Längste Reise nach Ostasien
Im September beginnt die zeitlich und streckenmäßig längste Reise seiner Amtszeit; nach Ostasien und in den Pazifikraum. Und im Oktober werden unter seiner Führung erstmals in der Kirchengeschichte im Vatikan auch Laien (darunter Frauen) über Reformvorschläge für die gesamte katholische Kirche mit abstimmen.
Dazwischen sind weitere Besuche in Europa geplant. Als Ziele wurden bisher Verona, Triest und Löwen genannt. Eine Ansprache vor den Vereinten Nationen in News York steht ebenso im Raum wie ein Flug nach Argentinien – auch wenn die Reise in die von wirtschaftlichen Turbulenzen geplagte Heimat des Papstes noch nicht ganz spruchreif ist.
Alte und neue Akzente
Die erste Premiere des Jahres – noch nie zuvor hat ein Papst die internationale Kunstausstellung Biennale in Venedig besucht – wirkte in diesem Kontext wie eine gelungene Generalprobe. In der Lagunenstadt zeigte sich Franziskus bestens gelaunt und verhältnismäßig fit.

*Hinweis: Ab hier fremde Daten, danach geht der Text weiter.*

//! Configuration for the matching drivers.
//!
//! Each driver validates its options with `check()` before any worker
//! starts, so an out-of-range value aborts the run up front.

use std::path::PathBuf;

use anyhow::{bail, Context, Result};
use serde::{Deserialize, Serialize};

/// Options shared by all matching drivers and their workers.
#[derive(Debug, Clone, Serialize, Deserialize)]
pub struct MatchingConfig {
    /// Number of CPU worker threads; non-positive means all logical cores.
    pub num_threads: i32,

    /// Match on the GPU. Requires a GPU kernel factory on the pool.
    pub use_gpu: bool,

    /// Comma-separated list of GPU device indices. The single value `-1`
    /// expands to one worker per available device.
    pub gpu_index: String,

    /// Lowe ratio threshold between best and second-best match distance.
    pub max_ratio: f64,

    /// Maximum distance between matched descriptors, in normalized space.
    pub max_distance: f64,

    /// Keep only correspondences that are mutual best matches.
    pub cross_check: bool,

    /// Match sets smaller than this are normalized to empty before the
    /// write-back, recording the pair as attempted but below threshold.
    pub min_num_matches: usize,

    /// Upper bound on correspondences per pair. Clamped during pool setup
    /// to the largest descriptor count present in the database.
    pub max_num_matches: usize,
}

impl Default for MatchingConfig {
    fn default() -> Self {
        Self {
            num_threads: -1,
            use_gpu: false,
            gpu_index: "-1".to_string(),
            max_ratio: 0.8,
            max_distance: 0.7,
            cross_check: true,
            min_num_matches: 15,
            max_num_matches: 32768,
        }
    }
}

impl MatchingConfig {
    pub fn check(&self) -> Result<()> {
        if self.max_ratio <= 0.0 {
            bail!("max_ratio must be positive");
        }
        if self.max_distance <= 0.0 {
            bail!("max_distance must be positive");
        }
        if self.max_num_matches == 0 {
            bail!("max_num_matches must be positive");
        }
        self.gpu_indices()?;
        Ok(())
    }

    /// Parse the comma-separated `gpu_index` list.
    pub fn gpu_indices(&self) -> Result<Vec<i32>> {
        let indices = self
            .gpu_index
            .split(',')
            .map(|token| {
                token
                    .trim()
                    .parse::<i32>()
                    .with_context(|| format!("invalid gpu index {:?}", token))
            })
            .collect::<Result<Vec<i32>>>()?;
        if indices.is_empty() {
            bail!("gpu_index must name at least one device");
        }
        Ok(indices)
    }

    /// Worker count for CPU matching.
    pub fn effective_num_threads(&self) -> usize {
        if self.num_threads > 0 {
            self.num_threads as usize
        } else {
            std::thread::available_parallelism()
                .map(|threads| threads.get())
                .unwrap_or(1)
        }
    }
}

/// Options for exhaustive block matching.
#[derive(Debug, Clone, Serialize, Deserialize)]
pub struct ExhaustiveConfig {
    /// Number of images per block; each block's descriptors must fit the
    /// cache together.
    pub block_size: usize,
}

impl Default for ExhaustiveConfig {
    fn default() -> Self {
        Self { block_size: 50 }
    }
}

impl ExhaustiveConfig {
    pub fn check(&self) -> Result<()> {
        if self.block_size <= 1 {
            bail!("block_size must be greater than 1");
        }
        Ok(())
    }
}

/// Options for sequential matching over name-ordered images.
#[derive(Debug, Clone, Serialize, Deserialize)]
pub struct SequentialConfig {
    /// Number of consecutive successors each image is paired with.
    pub overlap: usize,

    /// Additionally pair each image with successors at power-of-two
    /// offsets, which helps loop closure on long sequences.
    pub quadratic_overlap: bool,
}

impl Default for SequentialConfig {
    fn default() -> Self {
        Self {
            overlap: 10,
            quadratic_overlap: true,
        }
    }
}

impl SequentialConfig {
    pub fn check(&self) -> Result<()> {
        if self.overlap == 0 {
            bail!("overlap must be positive");
        }
        Ok(())
    }
}

/// Options for spatial matching over translation priors.
#[derive(Debug, Clone, Serialize, Deserialize)]
pub struct SpatialConfig {
    /// Number of nearest neighbors each location is paired with.
    pub max_num_neighbors: usize,

    /// Neighbors farther than this are not considered, in the unit of the
    /// location coordinates (meters when `is_gps`).
    pub max_distance: f64,

    /// Interpret translation priors as lat/lon/alt and project to
    /// Cartesian before indexing.
    pub is_gps: bool,

    /// Zero the third coordinate before indexing.
    pub ignore_z: bool,
}

impl Default for SpatialConfig {
    fn default() -> Self {
        Self {
            max_num_neighbors: 50,
            max_distance: 100.0,
            is_gps: true,
            ignore_z: true,
        }
    }
}

impl SpatialConfig {
    pub fn check(&self) -> Result<()> {
        if self.max_num_neighbors == 0 {
            bail!("max_num_neighbors must be positive");
        }
        if self.max_distance <= 0.0 {
            bail!("max_distance must be positive");
        }
        Ok(())
    }
}

/// Options for transitive matching over the existing match graph.
#[derive(Debug, Clone, Serialize, Deserialize)]
pub struct TransitiveConfig {
    /// Pairs dispatched per transaction.
    pub batch_size: usize,

    /// Number of closure iterations; each iteration re-reads the graph the
    /// previous one extended.
    pub num_iterations: usize,
}

impl Default for TransitiveConfig {
    fn default() -> Self {
        Self {
            batch_size: 1000,
            num_iterations: 3,
        }
    }
}

impl TransitiveConfig {
    pub fn check(&self) -> Result<()> {
        if self.batch_size == 0 {
            bail!("batch_size must be positive");
        }
        if self.num_iterations == 0 {
            bail!("num_iterations must be positive");
        }
        Ok(())
    }
}

/// Options for matching a user-supplied list of image pairs.
#[derive(Debug, Clone, Default, Serialize, Deserialize)]
pub struct ImagePairsConfig {
    /// Pairs dispatched per transaction.
    pub block_size: usize,

    /// Text file with one `name1 name2` pair per line.
    pub match_list_path: PathBuf,
}

impl ImagePairsConfig {
    pub fn new(match_list_path: impl Into<PathBuf>) -> Self {
        Self {
            block_size: 1225,
            match_list_path: match_list_path.into(),
        }
    }

    pub fn check(&self) -> Result<()> {
        if self.block_size == 0 {
            bail!("block_size must be positive");
        }
        Ok(())
    }
}

/// Options for importing externally computed feature matches.
#[derive(Debug, Clone, Default, Serialize, Deserialize)]
pub struct FeaturePairsConfig {
    /// Record-oriented text file, see the importer for the format.
    pub match_list_path: PathBuf,
}

impl FeaturePairsConfig {
    pub fn new(match_list_path: impl Into<PathBuf>) -> Self {
        Self {
            match_list_path: match_list_path.into(),
        }
    }

    /// Path validity is the caller's responsibility.
    pub fn check(&self) -> Result<()> {
        Ok(())
    }
}
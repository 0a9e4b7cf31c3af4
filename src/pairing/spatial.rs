//! Spatial matching over translation priors.

use std::sync::Arc;

use anyhow::{Context, Result};
use kiddo::{KdTree, SquaredEuclidean};
use nalgebra::Vector3;
use rayon::prelude::*;
use tracing::info;

use crate::cache::MatcherCache;
use crate::database::Database;
use crate::gps::GpsTransform;
use crate::matcher::{KernelSet, MatcherPool};
use crate::options::{MatchingConfig, SpatialConfig};
use crate::types::{ImageId, StopToken};

use super::{run_batches, PairGenerator};

/// Matches each image against its spatial nearest neighbors.
///
/// Uses the translation prior of each image as a 3-D location, optionally
/// projecting geographic lat/lon/alt to Cartesian first. Images without a
/// usable prior are not indexed.
pub struct SpatialMatcher {
    options: SpatialConfig,
    match_options: MatchingConfig,
    database: Arc<dyn Database>,
    kernels: KernelSet,
    stop: StopToken,
}

impl SpatialMatcher {
    pub fn new(
        options: SpatialConfig,
        match_options: MatchingConfig,
        database: Arc<dyn Database>,
    ) -> Result<Self> {
        options.check()?;
        match_options.check()?;
        let kernels = KernelSet::cpu_only(&match_options);
        Ok(Self {
            options,
            match_options,
            database,
            kernels,
            stop: StopToken::new(),
        })
    }

    /// Replace the default kernels, e.g. to plug in a GPU backend.
    pub fn with_kernels(mut self, kernels: KernelSet) -> Self {
        self.kernels = kernels;
        self
    }

    /// Token that cancels the run at the next batch boundary.
    pub fn stop_token(&self) -> StopToken {
        self.stop.clone()
    }

    pub fn run(&self) -> Result<()> {
        info!("Spatial feature matching");

        let mut cache = MatcherCache::new(
            5 * self.options.max_num_neighbors,
            Arc::clone(&self.database),
        );
        cache.setup()?;
        let cache = Arc::new(cache);

        let mut pool = MatcherPool::new(
            self.match_options.clone(),
            Arc::clone(&cache),
            self.kernels.clone(),
        )?;
        pool.setup()?;

        let mut generator = SpatialPairGenerator::new(&self.options, &cache)?;
        run_batches(&mut generator, &pool, self.database.as_ref(), &self.stop)
    }
}

/// Emits one batch per indexed location: its nearest neighbors within the
/// distance threshold, sorted by distance.
pub(crate) struct SpatialPairGenerator {
    image_ids: Vec<ImageId>,
    /// Index into `image_ids` for each indexed location.
    location_idxs: Vec<usize>,
    /// Per location: `(squared distance, location index)` ascending.
    neighbors: Vec<Vec<(f64, usize)>>,
    max_distance_squared: f64,
    current: usize,
}

impl SpatialPairGenerator {
    pub(crate) fn new(options: &SpatialConfig, cache: &MatcherCache) -> Result<Self> {
        let image_ids = cache.image_ids();

        info!("Indexing images...");
        let gps_transform = GpsTransform::new();
        let mut location_idxs = Vec::with_capacity(image_ids.len());
        let mut locations: Vec<[f64; 3]> = Vec::with_capacity(image_ids.len());
        for (idx, &image_id) in image_ids.iter().enumerate() {
            let image = cache
                .image(image_id)
                .with_context(|| format!("unknown image {image_id}"))?;
            if !image.has_location_prior(options.ignore_z) {
                continue;
            }

            let z = if options.ignore_z {
                0.0
            } else {
                image.tvec_prior.z
            };
            let location = if options.is_gps {
                gps_transform.ell_to_xyz(&Vector3::new(
                    image.tvec_prior.x,
                    image.tvec_prior.y,
                    z,
                ))
            } else {
                Vector3::new(image.tvec_prior.x, image.tvec_prior.y, z)
            };

            location_idxs.push(idx);
            locations.push([location.x, location.y, location.z]);
        }

        let num_locations = locations.len();
        if num_locations == 0 {
            info!("No images with location data");
        }

        info!("Building search index...");
        let mut search_index: KdTree<f64, 3> = KdTree::new();
        for (location_idx, location) in locations.iter().enumerate() {
            search_index.add(location, location_idx as u64);
        }

        info!("Searching for nearest neighbors...");
        let knn = options.max_num_neighbors.min(num_locations);
        let neighbors: Vec<Vec<(f64, usize)>> = locations
            .par_iter()
            .map(|location| {
                search_index
                    .nearest_n::<SquaredEuclidean>(location, knn)
                    .into_iter()
                    .map(|neighbor| (neighbor.distance, neighbor.item as usize))
                    .collect()
            })
            .collect();

        Ok(Self {
            image_ids,
            location_idxs,
            neighbors,
            max_distance_squared: options.max_distance * options.max_distance,
            current: 0,
        })
    }
}

impl PairGenerator for SpatialPairGenerator {
    fn next_batch(&mut self) -> Result<Option<Vec<(ImageId, ImageId)>>> {
        let num_locations = self.location_idxs.len();
        if self.current >= num_locations {
            return Ok(None);
        }

        let location_idx = self.current;
        self.current += 1;

        info!("Matching image [{}/{}]", location_idx + 1, num_locations);

        let image_id = self.image_ids[self.location_idxs[location_idx]];
        let mut image_pairs = Vec::new();
        for &(distance_squared, neighbor_idx) in &self.neighbors[location_idx] {
            if neighbor_idx == location_idx {
                continue;
            }
            // Neighbors are sorted by distance, so the first one out of
            // range ends the list.
            if distance_squared > self.max_distance_squared {
                break;
            }
            let neighbor_image_id = self.image_ids[self.location_idxs[neighbor_idx]];
            image_pairs.push((image_id, neighbor_image_id));
        }

        Ok(Some(image_pairs))
    }
}

#[cfg(test)]
mod tests {
    use crate::database::InMemoryDatabase;
    use crate::types::{CameraId, Image};

    use super::*;

    fn database_with_priors(priors: &[(u32, [f64; 3])]) -> Arc<dyn Database> {
        let database = InMemoryDatabase::new();
        for &(id, prior) in priors {
            database.add_image(Image {
                image_id: ImageId::new(id),
                name: format!("{id}.jpg"),
                camera_id: CameraId::new(1),
                tvec_prior: Vector3::new(prior[0], prior[1], prior[2]),
                qvec_prior: None,
            });
        }
        Arc::new(database)
    }

    fn generator_for(
        options: &SpatialConfig,
        priors: &[(u32, [f64; 3])],
    ) -> SpatialPairGenerator {
        let database = database_with_priors(priors);
        let mut cache = MatcherCache::new(8, database);
        cache.setup().unwrap();
        SpatialPairGenerator::new(options, &cache).unwrap()
    }

    fn collect_all(generator: &mut SpatialPairGenerator) -> Vec<Vec<(ImageId, ImageId)>> {
        let mut batches = Vec::new();
        while let Some(batch) = generator.next_batch().unwrap() {
            batches.push(batch);
        }
        batches
    }

    #[test]
    fn test_distance_threshold_cuts_far_neighbors() {
        let options = SpatialConfig {
            max_num_neighbors: 2,
            max_distance: 2.0,
            is_gps: false,
            ignore_z: false,
        };
        // Three images on a line at x = 1, 2, 11: the third is beyond the
        // threshold from both others.
        let mut generator = generator_for(
            &options,
            &[(1, [1.0, 0.0, 0.0]), (2, [2.0, 0.0, 0.0]), (3, [11.0, 0.0, 0.0])],
        );
        let batches = collect_all(&mut generator);

        assert_eq!(batches.len(), 3);
        assert_eq!(batches[0], vec![(ImageId::new(1), ImageId::new(2))]);
        assert_eq!(batches[1], vec![(ImageId::new(2), ImageId::new(1))]);
        assert!(batches[2].is_empty());
    }

    #[test]
    fn test_no_self_pairs() {
        let options = SpatialConfig {
            max_num_neighbors: 3,
            max_distance: 100.0,
            is_gps: false,
            ignore_z: false,
        };
        let mut generator = generator_for(
            &options,
            &[(1, [1.0, 0.0, 0.0]), (2, [2.0, 0.0, 0.0]), (3, [3.0, 0.0, 0.0])],
        );
        for batch in collect_all(&mut generator) {
            for (a, b) in batch {
                assert_ne!(a, b);
            }
        }
    }

    #[test]
    fn test_zero_priors_are_skipped() {
        let options = SpatialConfig {
            max_num_neighbors: 2,
            max_distance: 100.0,
            is_gps: false,
            ignore_z: false,
        };
        let mut generator = generator_for(
            &options,
            &[(1, [0.0, 0.0, 0.0]), (2, [1.0, 0.0, 0.0]), (3, [2.0, 0.0, 0.0])],
        );
        let batches = collect_all(&mut generator);

        // Only the two located images are indexed.
        assert_eq!(batches.len(), 2);
        for batch in &batches {
            for &(a, b) in batch {
                assert_ne!(a, ImageId::new(1));
                assert_ne!(b, ImageId::new(1));
            }
        }
    }

    #[test]
    fn test_ignore_z_collapses_altitude() {
        let options = SpatialConfig {
            max_num_neighbors: 2,
            max_distance: 1.0,
            is_gps: false,
            ignore_z: true,
        };
        // Same planar position, wildly different altitude: with ignore_z
        // they are coincident.
        let mut generator = generator_for(
            &options,
            &[(1, [5.0, 5.0, 0.0]), (2, [5.0, 5.0, 1000.0])],
        );
        let batches = collect_all(&mut generator);
        assert_eq!(batches[0], vec![(ImageId::new(1), ImageId::new(2))]);
    }

    #[test]
    fn test_gps_priors_projected_before_indexing() {
        let options = SpatialConfig {
            max_num_neighbors: 2,
            // Roughly 155 m of longitude at this latitude.
            max_distance: 200.0,
            is_gps: true,
            ignore_z: true,
        };
        let mut generator = generator_for(
            &options,
            &[
                (1, [47.0, 8.0, 0.0]),
                (2, [47.0, 8.002, 0.0]),
                (3, [47.0, 9.0, 0.0]),
            ],
        );
        let batches = collect_all(&mut generator);
        // The close pair survives the threshold, the distant image does not.
        assert_eq!(batches[0], vec![(ImageId::new(1), ImageId::new(2))]);
        assert_eq!(batches[1], vec![(ImageId::new(2), ImageId::new(1))]);
        assert!(batches[2].is_empty());
    }

    #[test]
    fn test_no_location_data_produces_no_batches() {
        let options = SpatialConfig {
            max_num_neighbors: 2,
            max_distance: 10.0,
            is_gps: false,
            ignore_z: false,
        };
        let mut generator = generator_for(&options, &[(1, [0.0, 0.0, 0.0])]);
        assert!(generator.next_batch().unwrap().is_none());
    }
}
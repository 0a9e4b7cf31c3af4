//! In-memory database, used by tests and small in-process pipelines.

use std::collections::BTreeMap;

use anyhow::{bail, Result};
use parking_lot::Mutex;

use crate::types::{
    should_swap_image_pair, Camera, CameraId, FeatureDescriptors, FeatureMatch, FeatureMatches,
    Image, ImageId, PairId,
};

use super::Database;

#[derive(Default)]
struct Tables {
    cameras: BTreeMap<CameraId, Camera>,
    images: BTreeMap<ImageId, Image>,
    descriptors: BTreeMap<ImageId, FeatureDescriptors>,
    matches: BTreeMap<PairId, FeatureMatches>,
    /// Snapshot of the match table while a transaction is open. Matches
    /// are the only table the matching stage mutates.
    match_snapshot: Option<BTreeMap<PairId, FeatureMatches>>,
}

/// A [`Database`] kept entirely in memory.
///
/// Transactions snapshot the match table on begin and restore it on
/// rollback.
#[derive(Default)]
pub struct InMemoryDatabase {
    tables: Mutex<Tables>,
}

impl InMemoryDatabase {
    pub fn new() -> Self {
        Self::default()
    }

    pub fn add_camera(&self, camera: Camera) {
        self.tables.lock().cameras.insert(camera.camera_id, camera);
    }

    pub fn add_image(&self, image: Image) {
        self.tables.lock().images.insert(image.image_id, image);
    }

    pub fn add_descriptors(&self, image_id: ImageId, descriptors: FeatureDescriptors) {
        self.tables.lock().descriptors.insert(image_id, descriptors);
    }

    /// Number of stored match records, counting empty ones.
    pub fn num_match_records(&self) -> usize {
        self.tables.lock().matches.len()
    }
}

fn oriented(matches: &[FeatureMatch], swap: bool) -> FeatureMatches {
    if swap {
        matches
            .iter()
            .map(|m| FeatureMatch::new(m.idx2, m.idx1))
            .collect()
    } else {
        matches.to_vec()
    }
}

impl Database for InMemoryDatabase {
    fn read_all_cameras(&self) -> Result<Vec<Camera>> {
        Ok(self.tables.lock().cameras.values().cloned().collect())
    }

    fn read_all_images(&self) -> Result<Vec<Image>> {
        Ok(self.tables.lock().images.values().cloned().collect())
    }

    fn read_descriptors(&self, image_id: ImageId) -> Result<FeatureDescriptors> {
        match self.tables.lock().descriptors.get(&image_id) {
            Some(descriptors) => Ok(descriptors.clone()),
            None => bail!("no descriptors stored for image {image_id}"),
        }
    }

    fn max_num_descriptors(&self) -> Result<usize> {
        Ok(self
            .tables
            .lock()
            .descriptors
            .values()
            .map(|descriptors| descriptors.nrows())
            .max()
            .unwrap_or(0))
    }

    fn exists_matches(&self, image_id1: ImageId, image_id2: ImageId) -> Result<bool> {
        let pair_id = PairId::from_image_pair(image_id1, image_id2);
        Ok(self.tables.lock().matches.contains_key(&pair_id))
    }

    fn read_matches(&self, image_id1: ImageId, image_id2: ImageId) -> Result<FeatureMatches> {
        let pair_id = PairId::from_image_pair(image_id1, image_id2);
        let swap = should_swap_image_pair(image_id1, image_id2);
        Ok(self
            .tables
            .lock()
            .matches
            .get(&pair_id)
            .map(|matches| oriented(matches, swap))
            .unwrap_or_default())
    }

    fn write_matches(
        &self,
        image_id1: ImageId,
        image_id2: ImageId,
        matches: &[FeatureMatch],
    ) -> Result<()> {
        let pair_id = PairId::from_image_pair(image_id1, image_id2);
        let swap = should_swap_image_pair(image_id1, image_id2);
        let mut tables = self.tables.lock();
        if tables.matches.contains_key(&pair_id) {
            bail!("matches for pair ({image_id1}, {image_id2}) already exist");
        }
        tables.matches.insert(pair_id, oriented(matches, swap));
        Ok(())
    }

    fn delete_matches(&self, image_id1: ImageId, image_id2: ImageId) -> Result<()> {
        let pair_id = PairId::from_image_pair(image_id1, image_id2);
        self.tables.lock().matches.remove(&pair_id);
        Ok(())
    }

    fn read_match_counts(&self) -> Result<Vec<((ImageId, ImageId), usize)>> {
        Ok(self
            .tables
            .lock()
            .matches
            .iter()
            .map(|(pair_id, matches)| (pair_id.to_image_pair(), matches.len()))
            .collect())
    }

    fn begin_transaction(&self) -> Result<()> {
        let mut tables = self.tables.lock();
        if tables.match_snapshot.is_some() {
            bail!("a transaction is already open");
        }
        tables.match_snapshot = Some(tables.matches.clone());
        Ok(())
    }

    fn commit_transaction(&self) -> Result<()> {
        let mut tables = self.tables.lock();
        if tables.match_snapshot.take().is_none() {
            bail!("no open transaction to commit");
        }
        Ok(())
    }

    fn rollback_transaction(&self) -> Result<()> {
        let mut tables = self.tables.lock();
        match tables.match_snapshot.take() {
            Some(snapshot) => {
                tables.matches = snapshot;
                Ok(())
            }
            None => bail!("no open transaction to roll back"),
        }
    }
}
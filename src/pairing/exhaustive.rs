//! Exhaustive matching over all image pairs, in blocks.

use std::sync::Arc;

use anyhow::Result;
use tracing::info;

use crate::cache::MatcherCache;
use crate::database::Database;
use crate::matcher::{KernelSet, MatcherPool};
use crate::options::{ExhaustiveConfig, MatchingConfig};
use crate::types::{ImageId, StopToken};

use super::{run_batches, PairGenerator};

/// Matches every image against every other image.
///
/// Pairs are enumerated in nested blocks of `block_size` images so that
/// one block iteration's descriptors fit the cache together.
pub struct ExhaustiveMatcher {
    options: ExhaustiveConfig,
    match_options: MatchingConfig,
    database: Arc<dyn Database>,
    kernels: KernelSet,
    stop: StopToken,
}

impl ExhaustiveMatcher {
    pub fn new(
        options: ExhaustiveConfig,
        match_options: MatchingConfig,
        database: Arc<dyn Database>,
    ) -> Result<Self> {
        options.check()?;
        match_options.check()?;
        let kernels = KernelSet::cpu_only(&match_options);
        Ok(Self {
            options,
            match_options,
            database,
            kernels,
            stop: StopToken::new(),
        })
    }

    /// Replace the default kernels, e.g. to plug in a GPU backend.
    pub fn with_kernels(mut self, kernels: KernelSet) -> Self {
        self.kernels = kernels;
        self
    }

    /// Token that cancels the run at the next batch boundary.
    pub fn stop_token(&self) -> StopToken {
        self.stop.clone()
    }

    pub fn run(&self) -> Result<()> {
        info!("Exhaustive feature matching");

        let mut cache = MatcherCache::new(5 * self.options.block_size, Arc::clone(&self.database));
        cache.setup()?;
        let cache = Arc::new(cache);

        let mut pool = MatcherPool::new(
            self.match_options.clone(),
            Arc::clone(&cache),
            self.kernels.clone(),
        )?;
        pool.setup()?;

        let mut generator = ExhaustivePairGenerator::new(&self.options, cache.image_ids());
        run_batches(&mut generator, &pool, self.database.as_ref(), &self.stop)
    }
}

/// Enumerates all unordered pairs block by block.
pub(crate) struct ExhaustivePairGenerator {
    image_ids: Vec<ImageId>,
    block_size: usize,
    num_blocks: usize,
    start_idx1: usize,
    start_idx2: usize,
}

impl ExhaustivePairGenerator {
    pub(crate) fn new(options: &ExhaustiveConfig, image_ids: Vec<ImageId>) -> Self {
        let num_blocks = image_ids.len().div_ceil(options.block_size);
        Self {
            image_ids,
            block_size: options.block_size,
            num_blocks,
            start_idx1: 0,
            start_idx2: 0,
        }
    }
}

impl PairGenerator for ExhaustivePairGenerator {
    fn next_batch(&mut self) -> Result<Option<Vec<(ImageId, ImageId)>>> {
        let num_images = self.image_ids.len();
        if self.start_idx1 >= num_images {
            return Ok(None);
        }

        let block_size = self.block_size;
        let end_idx1 = (self.start_idx1 + block_size).min(num_images);
        let end_idx2 = (self.start_idx2 + block_size).min(num_images);

        info!(
            "Matching block [{}/{}, {}/{}]",
            self.start_idx1 / block_size + 1,
            self.num_blocks,
            self.start_idx2 / block_size + 1,
            self.num_blocks
        );

        let mut image_pairs = Vec::with_capacity(block_size * (block_size - 1) / 2);
        for idx1 in self.start_idx1..end_idx1 {
            for idx2 in self.start_idx2..end_idx2 {
                let block_id1 = idx1 % block_size;
                let block_id2 = idx2 % block_size;
                // Within-block pairs once, cross-block pairs only from the
                // lower-block side. The asymmetric <= vs < on the diagonal
                // keeps descriptor locality per block.
                if (idx1 > idx2 && block_id1 <= block_id2)
                    || (idx1 < idx2 && block_id1 < block_id2)
                {
                    image_pairs.push((self.image_ids[idx1], self.image_ids[idx2]));
                }
            }
        }

        self.start_idx2 += block_size;
        if self.start_idx2 >= num_images {
            self.start_idx2 = 0;
            self.start_idx1 += block_size;
        }

        Ok(Some(image_pairs))
    }
}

Seine Begegnung mit Künstlern und Insassinnen in der Frauenhaftanstalt Venedigs setzte alte und neue Akzente. Anknüpfend an den Konzilspapst Paul VI. (1963-1978) beschwor er eine neu zu entdeckende Nähe von Kirche und zeitgenössischer Kunst. Zugleich mahnte er die Kunstschaffenden, sich nicht von den Bedingungen des Marktes ihre Kreativität rauben zu lassen.
Schmuddelecke Venedigs
Ansonsten folgten seine Gesten und Ansprachen jenen Schwerpunkten, die seine Amtszeit seit nunmehr elf Jahren ausmachen. So ging er auch in Venedig geografisch und gesellschaftlich zunächst "an die Ränder".
Ausgangspunkt war für ihn die Insel Giudecca, die Schmuddelseite Venedigs. Auf dem etwas abseits gelegenen Inselstrang entsorgten die Venezianer einst ihren Müll; das Gift liegt dort bis heute. Und noch immer leben dort in schimmeligen Sozialwohnungen Menschen, die als Kellner oder Reinigungskräfte das Weltwunder Venedig am Laufen halten.
Zudem ist die Giudecca die Insel der Verurteilten. In dem Frauengefängnis, das der Vatikan als Ausstellungspavillon für sich entdeckte, versuchten Nonnen schon im 19. Jahrhundert, Frauen, die mit dem Gesetz in Konflikt gekommen waren, auf den Pfad der Tugend zurückzubringen. Die Begegnung von Papst Franziskus mit den Insassinnen war von Herzlichkeit und Emotionen geprägt. Es schien, dass ihm dieser Teil mehr am Herzen lag als die innovative Rede über das Miteinander von Kirche und Kunst.
Einfache Botschaft im Mittelpunkt
Herzlich war auch die Begegnung mit den Jugendlichen aus der Region Veneto auf der zweiten Insel, im Stadtteil Dorsoduro. Wie so oft bei seinen Begegnungen mit jungen Menschen standen einfache Botschaften im Mittelpunkt. "Nimm das Leben in die Hand, misch dich ein. Mach den Fernseher aus und öffne das Evangelium; lass dein Handy liegen und triff Menschen!", so der Appell des Papstes.
Erst am Ende seines Tagesbesuchs betrat der Papst Venedigs prachtvolle Hauptinsel. Über eine Pontonbrücke fuhr er mit einem elektrischen Papamobil bis zum Markusplatz. Seine Predigt dort vertiefte zwei Dauerthemen seines Pontifikats: zunächst die Ökologie und dann die Vision des christlichen Glaubens, der nichts Statisches habe, sondern stets in Dialog und in Bewegung bleibe und weitergegeben wird.
Bitte um Gebet der Gläubigen
Die durch Klimawandel bedrohte Lagunenstadt Venedig und die Region Veneto, die als ein Kraftzentrum der katholischen Kirche Italiens gilt, bot für beides eine Steilvorlage. Der Appell des Papstes, sich tatkräftig für die Bewahrung ihrer Stadt einzusetzen und als Christen nicht zu vertrocknen, sondern einen lebendigen Glauben zu leben, quittierten die anwesenden Venezianer mit Applaus.
Die letzten Worte von Franziskus nach dem Gottesdienst machten noch einmal deutlich, dass er sich der anstehenden Herausforderungen bewusst ist. Wie immer bat er die Anwesenden, für ihn zu beten – und fügte dann die Worte hinzu: "Für diese (meine) Arbeit, die nicht einfach ist."